Caffeine is a demonstrated ergogenic aid, but to what extent will depend on the habitual intake.
People who consume high levels of caffeine habitually notice less ergogenic benefits from caffeine intake prior to performance.
So if you're having three or four coffees already, adding more caffeine in the form of pre-workout supplements is going to have less of a performance benefit than it otherwise might.
Side note: for athletes looking to use caffeine as an ergogenic aid, they might consider decreasing caffeine intake to increase sensitivity during a particular training phase.
But for general population clients, we have bigger fish to fry.
We are able to get noticeable performance and body composition improvements by sticking to a training regime and optimising nutrition intake.

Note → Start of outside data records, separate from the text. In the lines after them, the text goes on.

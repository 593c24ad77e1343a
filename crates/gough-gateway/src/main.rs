//! gough control plane server.
//!
//! Startup order: configuration, store, secrets backend, CA, services,
//! background workers (inventory sync, agent health monitor, session
//! reaper), HTTP server. Exit codes: 0 normal shutdown, 1 startup failure,
//! 2 fatal runtime invariant.

use std::process::ExitCode;
use std::sync::Arc;

use tokio_util::sync::CancellationToken;
use tracing_subscriber::{layer::SubscriberExt, util::SubscriberInitExt};

use gough_ca::CertificateAuthority;
use gough_clouds::DriverRegistry;
use gough_control::webhooks::WebhookProcessor;
use gough_control::{
    AgentIdentity, Auditor, ControlConfig, Heartbeats, InventorySync, MachineOrchestrator,
    PermissionEvaluator, SessionBroker, TokenService,
};
use gough_gateway::{create_router, GatewayConfig, GatewayState};
use gough_secrets::{SecretsConfig, SecretsRegistry};
use gough_store::{RocksStore, Store};

fn main() -> ExitCode {
    tracing_subscriber::registry()
        .with(
            tracing_subscriber::EnvFilter::try_from_default_env()
                .unwrap_or_else(|_| "info,gough=debug".into()),
        )
        .with(tracing_subscriber::fmt::layer())
        .init();

    let runtime = match tokio::runtime::Runtime::new() {
        Ok(runtime) => runtime,
        Err(e) => {
            tracing::error!(error = %e, "failed to start runtime");
            return ExitCode::from(1);
        }
    };

    match runtime.block_on(run()) {
        Ok(()) => ExitCode::SUCCESS,
        Err(StartupError::Config(message)) => {
            tracing::error!(message, "startup failed");
            ExitCode::from(1)
        }
        Err(StartupError::Fatal(message)) => {
            tracing::error!(message, "fatal runtime error");
            ExitCode::from(2)
        }
    }
}

enum StartupError {
    Config(String),
    Fatal(String),
}

async fn run() -> Result<(), StartupError> {
    tracing::info!("starting gough control plane");

    let config = GatewayConfig::from_env().map_err(StartupError::Config)?;
    let control_config = control_config_from_env();

    // Store
    let store_path = std::path::Path::new(&config.data_dir).join("db");
    let store = Arc::new(
        RocksStore::open(&store_path)
            .map_err(|e| StartupError::Config(format!("cannot open store: {e}")))?,
    );
    tracing::info!(path = %store_path.display(), "store opened");

    // Secrets backend
    let mut secrets_config = SecretsConfig::from_env();
    if secrets_config.data_dir.is_none() {
        secrets_config.data_dir = Some(std::path::Path::new(&config.data_dir).join("secrets"));
    }
    let secrets = SecretsRegistry::with_defaults()
        .create(&secrets_config)
        .map_err(|e| StartupError::Config(format!("secrets backend: {e}")))?;
    tracing::info!(backend = %secrets_config.backend, "secrets backend ready");

    // Certificate authority
    let ca = Arc::new(CertificateAuthority::new(
        Arc::clone(&store),
        Arc::clone(&secrets),
    ));
    let allowed_principals: Vec<String> = std::env::var("SSH_CA_ALLOWED_PRINCIPALS")
        .unwrap_or_else(|_| "ubuntu".into())
        .split(',')
        .map(|p| p.trim().to_string())
        .filter(|p| !p.is_empty())
        .collect();
    ca.ensure_initialized("default", allowed_principals)
        .await
        .map_err(|e| StartupError::Config(format!("CA initialization: {e}")))?;
    tracing::info!("certificate authority ready");

    // Services
    let tokens = Arc::new(TokenService::new(
        &config.jwt_secret_key,
        control_config.access_token_ttl_s,
        control_config.refresh_token_ttl_s,
    ));
    let identity = Arc::new(AgentIdentity::new(
        Arc::clone(&store),
        Arc::clone(&tokens),
        control_config.clone(),
    ));
    let heartbeats = Arc::new(Heartbeats::new(Arc::clone(&store), control_config.clone()));
    let permissions = PermissionEvaluator::new(Arc::clone(&store));
    let auditor = Auditor::new(Arc::clone(&store));
    let orchestrator = Arc::new(MachineOrchestrator::new(
        Arc::clone(&store),
        Arc::clone(&secrets),
        DriverRegistry::with_defaults(),
        control_config.clone(),
    ));
    let sync = Arc::new(InventorySync::new(
        Arc::clone(&orchestrator),
        control_config.clone(),
    ));
    let webhooks = Arc::new(WebhookProcessor::new(
        Arc::clone(&orchestrator),
        Arc::clone(&secrets),
    ));
    let broker = Arc::new(SessionBroker::new(
        Arc::clone(&store),
        Arc::clone(&ca),
        permissions.clone(),
        Arc::clone(&heartbeats),
        auditor.clone(),
        control_config.clone(),
    ));

    seed_admin(&store).map_err(StartupError::Config)?;

    // Rate limiter
    let ratelimit = match &config.redis_url {
        Some(url) => {
            let limiter = gough_gateway::ratelimit::RateLimiter::redis(url, config.rate_limit)
                .await
                .map_err(|e| StartupError::Config(format!("redis: {e}")))?;
            tracing::info!("rate limiter backed by redis");
            Arc::new(limiter)
        }
        None => {
            tracing::warn!("REDIS_URL not set; rate limit counters are per-process");
            Arc::new(gough_gateway::ratelimit::RateLimiter::memory(
                config.rate_limit,
            ))
        }
    };

    let metrics = Arc::new(gough_gateway::metrics::Metrics::new());

    // Background workers
    let cancel = CancellationToken::new();
    let sync_task = tokio::spawn(sync.run(cancel.child_token()));
    let reaper_task = tokio::spawn(Arc::clone(&broker).run_reaper(cancel.child_token()));
    let monitor_task = tokio::spawn(run_health_monitor(
        Arc::clone(&heartbeats),
        cancel.child_token(),
    ));

    let state = GatewayState {
        store,
        secrets,
        tokens,
        identity,
        heartbeats,
        permissions,
        orchestrator,
        webhooks,
        broker,
        ca,
        auditor,
        ratelimit,
        metrics,
        config: config.clone(),
    };

    let app = create_router(state);
    tracing::info!(listen_addr = %config.listen_addr, "starting HTTP server");

    let listener = tokio::net::TcpListener::bind(&config.listen_addr)
        .await
        .map_err(|e| StartupError::Config(format!("cannot bind {}: {e}", config.listen_addr)))?;

    let shutdown_cancel = cancel.clone();
    let serve_result = axum::serve(
        listener,
        app.into_make_service_with_connect_info::<std::net::SocketAddr>(),
    )
    .with_graceful_shutdown(async move {
        shutdown_signal().await;
        tracing::info!("shutdown signal received, draining");
        shutdown_cancel.cancel();
    })
    .await;

    cancel.cancel();
    let _ = tokio::time::timeout(std::time::Duration::from_secs(30), async {
        let _ = sync_task.await;
        let _ = reaper_task.await;
        let _ = monitor_task.await;
    })
    .await;

    serve_result.map_err(|e| StartupError::Fatal(format!("server error: {e}")))?;
    tracing::info!("shutdown complete");
    Ok(())
}

fn control_config_from_env() -> ControlConfig {
    let mut config = ControlConfig::default();
    if let Ok(value) = std::env::var("HEARTBEAT_INTERVAL") {
        if let Ok(seconds) = value.parse() {
            config.heartbeat_interval_s = seconds;
        }
    }
    if let Ok(value) = std::env::var("SYNC_INTERVAL") {
        if let Ok(seconds) = value.parse() {
            config.sync_interval_s = seconds;
        }
    }
    config
}

/// Seed the initial admin account from `ADMIN_EMAIL`/`ADMIN_PASSWORD` when
/// the user table is empty.
fn seed_admin<S: Store>(store: &Arc<S>) -> Result<(), String> {
    let users = store.list_users().map_err(|e| e.to_string())?;
    if !users.is_empty() {
        return Ok(());
    }

    let (Ok(email), Ok(password)) = (
        std::env::var("ADMIN_EMAIL"),
        std::env::var("ADMIN_PASSWORD"),
    ) else {
        tracing::warn!(
            "no users exist and ADMIN_EMAIL/ADMIN_PASSWORD are unset; the API has no usable account"
        );
        return Ok(());
    };

    let user = gough_store::User {
        id: gough_core::UserId::generate(),
        email,
        password_hash: bcrypt::hash(&password, bcrypt::DEFAULT_COST).map_err(|e| e.to_string())?,
        active: true,
        unique_token: uuid::Uuid::new_v4().to_string(),
        global_roles: std::iter::once(gough_store::Role::Admin).collect(),
        created_at: chrono::Utc::now(),
    };
    store.put_user(&user).map_err(|e| e.to_string())?;
    tracing::info!(email = %user.email, "seeded initial admin account");
    Ok(())
}

async fn run_health_monitor<S: Store + 'static>(
    heartbeats: Arc<Heartbeats<S>>,
    cancel: CancellationToken,
) {
    loop {
        tokio::select! {
            () = cancel.cancelled() => return,
            () = tokio::time::sleep(std::time::Duration::from_secs(30)) => {}
        }
        match heartbeats.monitor_pass() {
            Ok(0) => {}
            Ok(changes) => tracing::info!(changes, "agent health monitor updated statuses"),
            Err(e) => tracing::error!(error = %e, "agent health monitor pass failed"),
        }
    }
}

async fn shutdown_signal() {
    let ctrl_c = async {
        tokio::signal::ctrl_c().await.ok();
    };

    #[cfg(unix)]
    let terminate = async {
        if let Ok(mut signal) =
            tokio::signal::unix::signal(tokio::signal::unix::SignalKind::terminate())
        {
            signal.recv().await;
        }
    };

    #[cfg(not(unix))]
    let terminate = std::future::pending::<()>();

    tokio::select! {
        () = ctrl_c => {}
        () = terminate => {}
    }
}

Most people would rather keep their workday caffeine intake as it is, then make alterations to potentially increase their training intensity.
Like creatine, the performance benefits of caffeine supplementation are most-evident when pushing to the edge of performance, which we try to avoid with general population clients.
But if you want to test the impact of caffeine on your workout, simply try a coffee 30-mins prior to getting started.
If you’re worried about the caffeine intake being inconsistent in coffee, you can try caffeine tablets.
These provide a set dosage, are easier on the stomach before exercise, and are much cheaper than spending $70 on a pre-workout that contains 25 servings!